# Mel Gibson preps for first headline role since 2002 with "Edge Of Darkness"



## Steve615 (Feb 5, 2006)

Scheduled to begin shooting this month in Massachusetts for "Edge Of Darkness".The drama will be the first headlining role in a film since 2002 ( "Signs" and "We Were Soldiers" ) for Mel Gibson.Apparently,Robert DeNiro will also play a part in this film.The script for this film is an adaptation of a
1985 six hour miniseries that originally aired on BBC.Martin Campbell directed the miniseries.He will also direct the upcoming feature film.More info about this project at the following link.

http://www.variety.com/article/VR1117989930.html?categoryid=13&cs=1


----------



## Steve615 (Feb 5, 2006)

Robert De Niro was set to co-star with Gibson in the forthcoming feature film.But,it has been reported that De Niro has left the set after 2 days of filming,citing "creative differences".Ray Winstone will take over for the role that De Niro vacated.

http://www.variety.com/article/VR1117992081.html?categoryid=13&cs=1


----------



## Steve615 (Feb 5, 2006)

Variety recently reported that Warner Bros. has acquired the North American rights to the forthcoming Gibson film.
"Darkness" finished filming in November '08,and is currently in post-production.

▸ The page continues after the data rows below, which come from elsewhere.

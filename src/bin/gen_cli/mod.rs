//! CLI subcommand implementations for ssz-static-gen

pub mod case;
pub mod generate;
pub mod list_types;
pub mod output;
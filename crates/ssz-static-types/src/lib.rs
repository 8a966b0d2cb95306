//! Shared types for the ssz-static-gen workspace.
//!
//! This crate holds the data model the generator, codec and writer agree on:
//!
//! - [`descriptor`]: [`TypeDescriptor`] shapes and their validation
//! - [`value`]: [`Value`] data and the [`GeneratedValue`] pairing
//! - [`preset`]: size presets and the explicit [`ConfigContext`]

pub mod descriptor;
pub mod encoding;
pub mod env_utils;
pub mod preset;
pub mod value;

pub use descriptor::{DescriptorError, RecordDescriptor, TypeDescriptor, BYTES_PER_LENGTH_OFFSET};
pub use preset::{ConfigContext, Preset, MAINNET, MINIMAL, PRESET_NAMES};
pub use value::{GeneratedValue, Uint, Value};
//! SSZ codec.
//!
//! The encoder reaches serialization and hashing only through [`SszBackend`],
//! so another implementation can be dropped in to cross-check outputs.
//! [`Ssz`] is the built-in one.

pub mod deserialize;
pub mod merkle;
pub mod serialize;

use ssz_static_types::{TypeDescriptor, Value};

use crate::error::GenerationError;

pub use merkle::{hash_tree_root, merkleize, mix_in_length, Chunk};

/// Serialization and hashing operations the encoder relies on.
pub trait SszBackend: Send + Sync {
    fn serialize(&self, ty: &TypeDescriptor, value: &Value) -> Result<Vec<u8>, GenerationError>;

    fn deserialize(&self, ty: &TypeDescriptor, bytes: &[u8]) -> Result<Value, GenerationError>;

    fn hash_tree_root(&self, ty: &TypeDescriptor, value: &Value) -> Result<Chunk, GenerationError>;
}

/// Reference SSZ implementation (little-endian, 4-byte offsets, SHA-256).
#[derive(Debug, Clone, Copy, Default)]
pub struct Ssz;

impl SszBackend for Ssz {
    fn serialize(&self, ty: &TypeDescriptor, value: &Value) -> Result<Vec<u8>, GenerationError> {
        serialize::serialize(ty, value)
    }

    fn deserialize(&self, ty: &TypeDescriptor, bytes: &[u8]) -> Result<Value, GenerationError> {
        deserialize::deserialize(ty, bytes)
    }

    fn hash_tree_root(&self, ty: &TypeDescriptor, value: &Value) -> Result<Chunk, GenerationError> {
        merkle::hash_tree_root(ty, value)
    }
}
pub mod error;
pub mod handlers;
pub mod models;
pub mod router;
pub mod services;

pub use error::{AppointmentError, ErrorKind, RepositoryError};
pub use models::*;
pub use router::{appointment_routes, AppointmentState};
pub use services::*;
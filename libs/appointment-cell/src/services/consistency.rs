// libs/appointment-cell/src/services/consistency.rs
//
// Serializes every scheduling write against the clinic's single calendar.
// The clinic-wide lock covers the window between reading the active
// appointments and committing the write; the store's overlap rejection
// covers writers in other processes.

use std::future::Future;

use tokio::sync::Mutex;
use tracing::{debug, warn};

use crate::error::AppointmentError;

const DEFAULT_MAX_ATTEMPTS: u32 = 2;

pub struct SchedulingConsistencyService {
    clinic_lock: Mutex<()>,
    max_attempts: u32,
}

impl SchedulingConsistencyService {
    pub fn new() -> Self {
        Self {
            clinic_lock: Mutex::new(()),
            max_attempts: DEFAULT_MAX_ATTEMPTS,
        }
    }

    /// Runs `attempt` while holding the clinic lock. A transaction abort from
    /// the store re-runs the whole validation and commit, once.
    pub async fn run_serialized<T, F, Fut>(&self, operation: &str, mut attempt: F) -> Result<T, AppointmentError>
    where
        F: FnMut() -> Fut,
        Fut: Future<Output = Result<T, AppointmentError>>,
    {
        let _guard = self.clinic_lock.lock().await;
        debug!("Acquired clinic scheduling lock for {}", operation);

        let mut attempt_number = 1;
        loop {
            match attempt().await {
                Err(AppointmentError::TransactionAborted) if attempt_number < self.max_attempts => {
                    warn!(
                        "{} aborted by a concurrent transaction, retrying ({}/{})",
                        operation, attempt_number, self.max_attempts
                    );
                    attempt_number += 1;
                }
                result => return result,
            }
        }
    }
}

impl Default for SchedulingConsistencyService {
    fn default() -> Self {
        Self::new()
    }
}
use thiserror::Error;

use shared_models::error::AppError;

#[derive(Error, Debug)]
pub enum ClinicError {
    #[error("Only admin can change the clinic status")]
    Forbidden,

    #[error("Clinic status store error: {0}")]
    Store(String),
}

impl From<ClinicError> for AppError {
    fn from(err: ClinicError) -> Self {
        match err {
            ClinicError::Forbidden => AppError::Forbidden(err.to_string()),
            ClinicError::Store(msg) => AppError::Database(msg),
        }
    }
}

http://www.variety.com/article/VR1118000269.html?categoryid=13&cs=1


----------



## Dario33 (Dec 15, 2008)

Thanks for the key updates on this -- looking forward to it when it comes out. :up:


----------



## wilbur_the_goose (Aug 16, 2006)

Gibson is probably the Hollywood type I dislike the most. I hate his acting.


----------



## Steve615 (Feb 5, 2006)

From worstpreviews.com:
Gibson made an appearance on 'Jimmy Kimmel Live' after the Academy Awards show last Sun. night. 
He came on the show and revealed the reason behind his bizarre facial hair was because he was working on a secret movie called "The Colonel".
The story revolves around a Civil War colonel (Gibson) who sets out to get revenge against a terrible evil.
More info and a trailer of "The Colonel" at the following link. 
:sure:

http://www.worstpreviews.com/headline.php?id=12206


----------



## Steve615 (Feb 5, 2006)

Yahoo Movies recently posted a trailer online for the forthcoming film.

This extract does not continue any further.